The Deposit Guarantee Scheme Directive 2014/49 also referred to as DGS Directive or DGSD (2014/49) is a Directive in EU law that requires bank customers' deposits are guaranteed by member states up to €100,000.

==Contents==
Article 1 says the subject matter is rules about "deposit guarantee schemes". Article 3 requires member states designate relevant authorities. Article 6 requires that the "coverage level" is €100,000 "in the event of deposits being unavailable". It also requires greater coverage for 3 months to 12 months for residential transactions, social purposes or insurance and compensation money.

This directive updates the previous directive 94/19/EC of 30 May 1994 on deposit-guarantee schemes.

Article 8 requires repayment within a maximum of 10 working days, and 7 working days from 2024.

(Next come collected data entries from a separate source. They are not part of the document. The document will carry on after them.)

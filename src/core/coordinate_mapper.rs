use serde::{Deserialize, Serialize};
use smallvec::SmallVec;

use crate::core::axis_scaler::MAX_STEP_COUNT;
use crate::core::label_format::format_step_label;
use crate::core::{PlotGeometry, StepInfo};

/// Gridlines below this pixel offset above the frame top are still kept.
const GRID_TOP_TOLERANCE_PX: f64 = 1e-9;

/// Inline capacity covering every gridline a clamped step count can emit.
pub const GRID_LINE_INLINE: usize = MAX_STEP_COUNT + 1;

pub type GridLines = SmallVec<[GridLine; GRID_LINE_INLINE]>;

/// Pixel location of one data value.
#[derive(Debug, Clone, Copy, PartialEq, Serialize, Deserialize)]
pub struct ProjectedPoint {
    pub x: f64,
    pub y: f64,
}

impl ProjectedPoint {
    #[must_use]
    pub const fn new(x: f64, y: f64) -> Self {
        Self { x, y }
    }
}

/// One horizontal reference line, counted from the bottom of the plot.
#[derive(Debug, Clone, PartialEq, Serialize, Deserialize)]
pub struct GridLine {
    pub pixel_y: f64,
    pub value: f64,
    pub label: String,
}

/// Vertical tick mark and optional caption under one data point.
#[derive(Debug, Clone, PartialEq, Serialize, Deserialize)]
pub struct TickLabel {
    pub index: usize,
    pub x: f64,
    pub tick_top_y: f64,
    pub tick_bottom_y: f64,
    pub label_y: f64,
    pub text: Option<String>,
}

#[derive(Debug, Clone, PartialEq, Serialize, Deserialize)]
pub struct GraphProjection {
    pub points: Vec<ProjectedPoint>,
    pub grid_lines: GridLines,
    pub tick_labels: Vec<TickLabel>,
}

/// Projects values, gridlines and tick labels into the plot's pixel space.
///
/// `labels[i]` captions `values[i]`; missing entries become `None`.
#[must_use]
pub fn project(
    values: &[f64],
    labels: &[Option<String>],
    step_info: &StepInfo,
    geometry: &PlotGeometry,
) -> GraphProjection {
    GraphProjection {
        points: project_points(values, step_info, geometry),
        grid_lines: project_grid_lines(step_info, geometry),
        tick_labels: project_tick_labels(values.len(), labels, geometry),
    }
}

/// Maps each value to a point.
///
/// The vertical ratio is taken against the padded bounds in `step_info`, not
/// the raw data extent, which keeps the line inset from the plot edges.
/// Non-finite values and a zero-span scale project onto the basis line.
/// A geometry that is not drawable yields no points.
#[must_use]
pub fn project_points(
    values: &[f64],
    step_info: &StepInfo,
    geometry: &PlotGeometry,
) -> Vec<ProjectedPoint> {
    if !geometry.is_drawable() {
        return Vec::new();
    }
    let plot_height = geometry.plot_height();
    let span = step_info.value_span();
    let count = values.len();

    values
        .iter()
        .enumerate()
        .map(|(index, &value)| {
            let ratio = if span > 0.0 && value.is_finite() {
                (value - step_info.lower_bound) / span
            } else {
                0.0
            };
            ProjectedPoint::new(
                geometry.x_at(index, count),
                plot_height - plot_height * ratio,
            )
        })
        .collect()
}

/// Builds gridlines for steps `0..=step_count`, bottom to top.
///
/// A zero step height yields exactly one line at the basis.
#[must_use]
pub fn project_grid_lines(step_info: &StepInfo, geometry: &PlotGeometry) -> GridLines {
    let mut lines = GridLines::new();
    if step_info.is_empty() || !geometry.is_drawable() {
        return lines;
    }

    let basis_y = geometry.basis_y();
    for step in 0..=step_info.step_count {
        let pixel_y = basis_y - step_info.step_height_px * step as f64;
        if pixel_y < -GRID_TOP_TOLERANCE_PX {
            break;
        }
        let value = step_info.lower_bound + step_info.step_value * step as f64;
        lines.push(GridLine {
            pixel_y: pixel_y.max(0.0),
            value,
            label: format_step_label(value),
        });
        if step_info.step_height_px <= 0.0 {
            break;
        }
    }
    lines
}

#[must_use]
pub fn project_tick_labels(
    point_count: usize,
    labels: &[Option<String>],
    geometry: &PlotGeometry,
) -> Vec<TickLabel> {
    if !geometry.is_drawable() {
        return Vec::new();
    }
    let basis_y = geometry.basis_y();
    let label_y = geometry.frame.height - geometry.tick_label_inset_px;

    (0..point_count)
        .map(|index| TickLabel {
            index,
            x: geometry.x_at(index, point_count),
            tick_top_y: basis_y - geometry.tick_half_length_px,
            tick_bottom_y: basis_y + geometry.tick_half_length_px,
            label_y,
            text: labels.get(index).cloned().flatten(),
        })
        .collect()
}
use serde::{Deserialize, Serialize};

use crate::core::ProjectedPoint;
use crate::error::{GraphError, GraphResult};

/// RGBA color in normalized 0..=1 channel values.
#[derive(Debug, Clone, Copy, PartialEq, Serialize, Deserialize)]
pub struct Color {
    pub red: f64,
    pub green: f64,
    pub blue: f64,
    pub alpha: f64,
}

impl Color {
    #[must_use]
    pub const fn rgba(red: f64, green: f64, blue: f64, alpha: f64) -> Self {
        Self {
            red,
            green,
            blue,
            alpha,
        }
    }

    #[must_use]
    pub const fn rgb(red: f64, green: f64, blue: f64) -> Self {
        Self::rgba(red, green, blue, 1.0)
    }

    #[must_use]
    pub const fn with_alpha(self, alpha: f64) -> Self {
        Self::rgba(self.red, self.green, self.blue, alpha)
    }

    pub fn validate(self) -> GraphResult<()> {
        for (channel, value) in [
            ("red", self.red),
            ("green", self.green),
            ("blue", self.blue),
            ("alpha", self.alpha),
        ] {
            if !value.is_finite() || !(0.0..=1.0).contains(&value) {
                return Err(GraphError::InvalidData(format!(
                    "color channel `{channel}` must be finite and in [0, 1]"
                )));
            }
        }
        Ok(())
    }
}

/// Draw command for one line segment in pixel space.
#[derive(Debug, Clone, Copy, PartialEq)]
pub struct LinePrimitive {
    pub x1: f64,
    pub y1: f64,
    pub x2: f64,
    pub y2: f64,
    pub stroke_width: f64,
    pub color: Color,
}

impl LinePrimitive {
    #[must_use]
    pub const fn new(x1: f64, y1: f64, x2: f64, y2: f64, stroke_width: f64, color: Color) -> Self {
        Self {
            x1,
            y1,
            x2,
            y2,
            stroke_width,
            color,
        }
    }

    pub fn validate(self) -> GraphResult<()> {
        if !self.x1.is_finite()
            || !self.y1.is_finite()
            || !self.x2.is_finite()
            || !self.y2.is_finite()
        {
            return Err(GraphError::InvalidData(
                "line coordinates must be finite".to_owned(),
            ));
        }
        if !self.stroke_width.is_finite() || self.stroke_width <= 0.0 {
            return Err(GraphError::InvalidData(
                "line stroke width must be finite and > 0".to_owned(),
            ));
        }
        self.color.validate()
    }
}

/// Top-to-bottom two-stop gradient.
#[derive(Debug, Clone, Copy, PartialEq, Serialize, Deserialize)]
pub struct VerticalGradient {
    pub top: Color,
    pub bottom: Color,
}

/// Filled polygon; consumers close it from the last vertex back to the first.
#[derive(Debug, Clone, PartialEq)]
pub struct PolygonPrimitive {
    pub vertices: Vec<ProjectedPoint>,
    pub fill: VerticalGradient,
}

impl PolygonPrimitive {
    #[must_use]
    pub fn new(vertices: Vec<ProjectedPoint>, fill: VerticalGradient) -> Self {
        Self { vertices, fill }
    }

    pub fn validate(&self) -> GraphResult<()> {
        if self.vertices.len() < 3 {
            return Err(GraphError::InvalidData(
                "polygon needs at least 3 vertices".to_owned(),
            ));
        }
        if self
            .vertices
            .iter()
            .any(|vertex| !vertex.x.is_finite() || !vertex.y.is_finite())
        {
            return Err(GraphError::InvalidData(
                "polygon vertices must be finite".to_owned(),
            ));
        }
        self.fill.top.validate()?;
        self.fill.bottom.validate()
    }
}

/// Filled circle in pixel space.
#[derive(Debug, Clone, Copy, PartialEq)]
pub struct CirclePrimitive {
    pub center_x: f64,
    pub center_y: f64,
    pub radius: f64,
    pub color: Color,
}

impl CirclePrimitive {
    #[must_use]
    pub const fn new(center_x: f64, center_y: f64, radius: f64, color: Color) -> Self {
        Self {
            center_x,
            center_y,
            radius,
            color,
        }
    }

    pub fn validate(self) -> GraphResult<()> {
        if !self.center_x.is_finite() || !self.center_y.is_finite() {
            return Err(GraphError::InvalidData(
                "circle center must be finite".to_owned(),
            ));
        }
        if !self.radius.is_finite() || self.radius <= 0.0 {
            return Err(GraphError::InvalidData(
                "circle radius must be finite and > 0".to_owned(),
            ));
        }
        self.color.validate()
    }
}

/// Draw command for one label in pixel space, horizontally centered on `x`.
#[derive(Debug, Clone, PartialEq)]
pub struct TextPrimitive {
    pub text: String,
    pub x: f64,
    pub y: f64,
    pub font_size_px: f64,
    pub color: Color,
}

impl TextPrimitive {
    #[must_use]
    pub fn new(
        text: impl Into<String>,
        x: f64,
        y: f64,
        font_size_px: f64,
        color: Color,
    ) -> Self {
        Self {
            text: text.into(),
            x,
            y,
            font_size_px,
            color,
        }
    }

    pub fn validate(&self) -> GraphResult<()> {
        if self.text.is_empty() {
            return Err(GraphError::InvalidData(
                "text primitive must not be empty".to_owned(),
            ));
        }
        if !self.x.is_finite() || !self.y.is_finite() {
            return Err(GraphError::InvalidData(
                "text coordinates must be finite".to_owned(),
            ));
        }
        if !self.font_size_px.is_finite() || self.font_size_px <= 0.0 {
            return Err(GraphError::InvalidData(
                "font size must be finite and > 0".to_owned(),
            ));
        }
        self.color.validate()
    }
}
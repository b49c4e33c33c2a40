use criterion::{Criterion, criterion_group, criterion_main};
use line_graph::api::{LineGraph, LineGraphConfig};
use line_graph::core::{GraphFrame, GraphValue, PlotGeometry, layout_graph, scale_steps};
use line_graph::render::NullRenderer;
use std::hint::black_box;

fn weight_series(count: usize) -> Vec<GraphValue> {
    (0..count)
        .map(|i| {
            let t = i as f64;
            let label = format!("{}.{:02}", 1 + i % 12, 1 + i % 28);
            GraphValue::with_label(55.0 + (t * 0.7).sin() * 4.0, label)
        })
        .collect()
}

fn bench_scale_steps_20(c: &mut Criterion) {
    let values: Vec<f64> = weight_series(20).iter().map(|entry| entry.value).collect();

    c.bench_function("scale_steps_20", |b| {
        b.iter(|| {
            let _ = scale_steps(black_box(&values), black_box(200.0));
        })
    });
}

fn bench_layout_graph_10k(c: &mut Criterion) {
    let series = weight_series(10_000);
    let geometry = PlotGeometry::new(GraphFrame::new(1920.0, 1080.0));

    c.bench_function("layout_graph_10k", |b| {
        b.iter(|| {
            let _ = layout_graph(black_box(&series), black_box(&geometry));
        })
    });
}

fn bench_render_pass_20(c: &mut Criterion) {
    let mut graph = LineGraph::new(NullRenderer::default(), LineGraphConfig::default())
        .expect("graph init");
    graph.set_values(weight_series(20));

    c.bench_function("render_pass_20", |b| {
        b.iter(|| {
            graph
                .render(black_box(400.0))
                .expect("render should succeed");
        })
    });
}

criterion_group!(
    benches,
    bench_scale_steps_20,
    bench_layout_graph_10k,
    bench_render_pass_20
);
criterion_main!(benches);
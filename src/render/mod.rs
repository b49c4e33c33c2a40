mod frame;
mod null_renderer;
mod primitives;

pub use frame::RenderFrame;
pub use null_renderer::NullRenderer;
pub use primitives::{
    CirclePrimitive, Color, LinePrimitive, PolygonPrimitive, TextPrimitive, VerticalGradient,
};

use crate::error::GraphResult;

/// Contract implemented by any rendering backend.
///
/// Backends receive a fully materialized, deterministic `RenderFrame` so
/// drawing code stays isolated from axis scaling and projection.
pub trait Renderer {
    fn render(&mut self, frame: &RenderFrame) -> GraphResult<()>;
}
use line_graph::core::{MAX_STEP_COUNT, MIN_STEP_COUNT, StepInfo, scale_steps};

const PLOT_HEIGHT: f64 = 200.0;

#[test]
fn empty_series_yields_degenerate_step_info() {
    let info = scale_steps(&[], PLOT_HEIGHT);
    assert_eq!(info, StepInfo::empty());
    assert!(info.is_empty());
}

#[test]
fn non_finite_only_series_is_treated_as_empty() {
    let info = scale_steps(&[f64::NAN, f64::INFINITY], PLOT_HEIGHT);
    assert!(info.is_empty());
}

#[test]
fn weight_log_scales_to_ten_unit_steps() {
    let values = [58.0, 54.6, 53.7, 52.5, 53.8, 57.0, 60.0];
    let info = scale_steps(&values, PLOT_HEIGHT);

    assert_eq!(info.lower_bound, 52.0);
    assert_eq!(info.step_count, 10);
    assert_eq!(info.step_value, 1.0);
    assert_eq!(info.upper_bound, 62.0);
    assert_eq!(info.step_height_px, 20.0);
    assert_eq!(
        info.upper_bound,
        info.lower_bound + info.step_value * info.step_count as f64
    );
}

#[test]
fn singleton_still_gets_non_zero_step() {
    let info = scale_steps(&[5.0], PLOT_HEIGHT);

    assert_eq!(info.lower_bound, 4.0);
    assert_eq!(info.step_count, MIN_STEP_COUNT);
    assert_eq!(info.step_value, 1.0);
    assert_eq!(info.upper_bound, 9.0);
    assert_eq!(info.step_height_px, 40.0);
}

#[test]
fn huge_singleton_keeps_unit_step() {
    // At this magnitude the half-unit padding rounds away entirely.
    let info = scale_steps(&[1e17], PLOT_HEIGHT);

    assert_eq!(info.step_count, MIN_STEP_COUNT);
    assert_eq!(info.step_value, 1.0);
    assert!(info.lower_bound <= 1e17);
    assert!(info.upper_bound >= 1e17);
}

#[test]
fn flat_series_matches_singleton_layout() {
    let flat = scale_steps(&[10.0, 10.0, 10.0], PLOT_HEIGHT);
    let single = scale_steps(&[10.0], PLOT_HEIGHT);
    assert_eq!(flat, single);
    assert_eq!(flat.lower_bound, 9.0);
    assert_eq!(flat.upper_bound, 14.0);
}

#[test]
fn wide_range_clamps_to_max_step_count_and_still_covers_max() {
    let info = scale_steps(&[0.0, 100.0], PLOT_HEIGHT);

    assert_eq!(info.lower_bound, -1.0);
    assert_eq!(info.step_count, MAX_STEP_COUNT);
    // 102 / 10 rounds to 10, which would stop at 99; the step is raised to 11.
    assert_eq!(info.step_value, 11.0);
    assert_eq!(info.upper_bound, 109.0);
}

#[test]
fn negative_values_use_floor_for_padding() {
    let info = scale_steps(&[-3.2, -1.0], PLOT_HEIGHT);

    assert_eq!(info.lower_bound, -4.0);
    assert_eq!(info.step_count, 5);
    assert_eq!(info.step_value, 1.0);
    assert_eq!(info.upper_bound, 1.0);
}

#[test]
fn zero_plot_height_short_circuits_to_zero_step_height() {
    let info = scale_steps(&[1.0, 2.0, 3.0], 0.0);

    assert_eq!(info.step_height_px, 0.0);
    assert_eq!(info.lower_bound, 0.0);
    assert_eq!(info.step_count, 5);
    assert_eq!(info.step_value, 1.0);
    assert_eq!(info.upper_bound, 5.0);
}

#[test]
fn negative_or_nan_plot_height_behaves_like_zero() {
    let values = [1.0, 2.0, 3.0];
    let zero = scale_steps(&values, 0.0);
    assert_eq!(scale_steps(&values, -50.0), zero);
    assert_eq!(scale_steps(&values, f64::NAN), zero);
}

#[test]
fn non_finite_values_do_not_widen_bounds() {
    let clean = scale_steps(&[3.0, 7.0], PLOT_HEIGHT);
    let noisy = scale_steps(&[3.0, f64::NAN, 7.0, f64::NEG_INFINITY], PLOT_HEIGHT);
    assert_eq!(clean, noisy);
}

#[test]
fn value_bounds_do_not_depend_on_plot_height() {
    let values = [12.0, 18.5, 15.0, 21.0];
    let short = scale_steps(&values, 120.0);
    let tall = scale_steps(&values, 900.0);

    assert_eq!(short.lower_bound, tall.lower_bound);
    assert_eq!(short.upper_bound, tall.upper_bound);
    assert_eq!(short.step_count, tall.step_count);
    assert!(short.step_height_px < tall.step_height_px);
}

Article 14 requires that the directive be implemented by member states by 3 July 2015. Article 5 sets out deposits excluded from coverage, including deposits by financial institutions, investment firms, insurance undertakings, and public authorities. Article 9 establishes that contributions to deposit guarantee schemes from institutions must be at least 0.8% of covered deposits by July 2024, though member states may set a lower target where the financial sector is highly concentrated.